Stored data entries |
▶

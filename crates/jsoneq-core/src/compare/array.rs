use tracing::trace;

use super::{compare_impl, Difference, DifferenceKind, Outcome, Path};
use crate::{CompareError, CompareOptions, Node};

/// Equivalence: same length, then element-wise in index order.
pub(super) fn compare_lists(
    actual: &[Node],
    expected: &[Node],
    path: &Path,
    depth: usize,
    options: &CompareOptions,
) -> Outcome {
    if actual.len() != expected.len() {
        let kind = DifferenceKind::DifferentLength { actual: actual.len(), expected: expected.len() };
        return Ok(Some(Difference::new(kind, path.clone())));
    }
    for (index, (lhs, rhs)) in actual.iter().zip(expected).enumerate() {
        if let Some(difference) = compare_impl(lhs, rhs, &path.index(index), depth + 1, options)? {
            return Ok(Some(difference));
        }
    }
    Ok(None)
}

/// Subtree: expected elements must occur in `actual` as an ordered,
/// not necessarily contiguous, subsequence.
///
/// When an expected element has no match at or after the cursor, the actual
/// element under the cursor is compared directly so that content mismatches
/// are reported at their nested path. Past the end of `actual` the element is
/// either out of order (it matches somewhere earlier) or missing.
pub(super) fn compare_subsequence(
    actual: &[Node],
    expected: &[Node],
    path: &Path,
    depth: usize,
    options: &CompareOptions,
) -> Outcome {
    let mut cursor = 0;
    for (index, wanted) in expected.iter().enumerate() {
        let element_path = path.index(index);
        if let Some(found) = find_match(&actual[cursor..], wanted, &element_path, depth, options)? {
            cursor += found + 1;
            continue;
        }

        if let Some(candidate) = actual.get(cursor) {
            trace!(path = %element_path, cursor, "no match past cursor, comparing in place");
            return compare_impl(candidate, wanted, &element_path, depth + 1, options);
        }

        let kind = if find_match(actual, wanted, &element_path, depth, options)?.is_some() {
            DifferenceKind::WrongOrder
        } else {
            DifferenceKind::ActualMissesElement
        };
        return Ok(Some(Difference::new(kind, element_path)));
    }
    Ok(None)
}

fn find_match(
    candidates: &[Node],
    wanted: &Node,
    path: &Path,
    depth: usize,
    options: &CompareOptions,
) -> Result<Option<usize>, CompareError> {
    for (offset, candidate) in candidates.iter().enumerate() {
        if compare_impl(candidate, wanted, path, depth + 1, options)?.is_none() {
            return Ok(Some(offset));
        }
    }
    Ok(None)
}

◀

Task instructions |
Set down, exactly as they appear, the lines above from the first one to the line that holds "for (index, (lhs, rhs))", both included, please, and no others.

Result for this exercise |
filename crates/jsoneq-core/src/compare/array.rs
use tracing::trace;

use super::{compare_impl, Difference, DifferenceKind, Outcome, Path};
use crate::{CompareError, CompareOptions, Node};

/// Equivalence: same length, then element-wise in index order.
pub(super) fn compare_lists(
    actual: &[Node],
    expected: &[Node],
    path: &Path,
    depth: usize,
    options: &CompareOptions,
) -> Outcome {
    if actual.len() != expected.len() {
        let kind = DifferenceKind::DifferentLength { actual: actual.len(), expected: expected.len() };
        return Ok(Some(Difference::new(kind, path.clone())));
    }
    for (index, (lhs, rhs)) in actual.iter().zip(expected).enumerate() {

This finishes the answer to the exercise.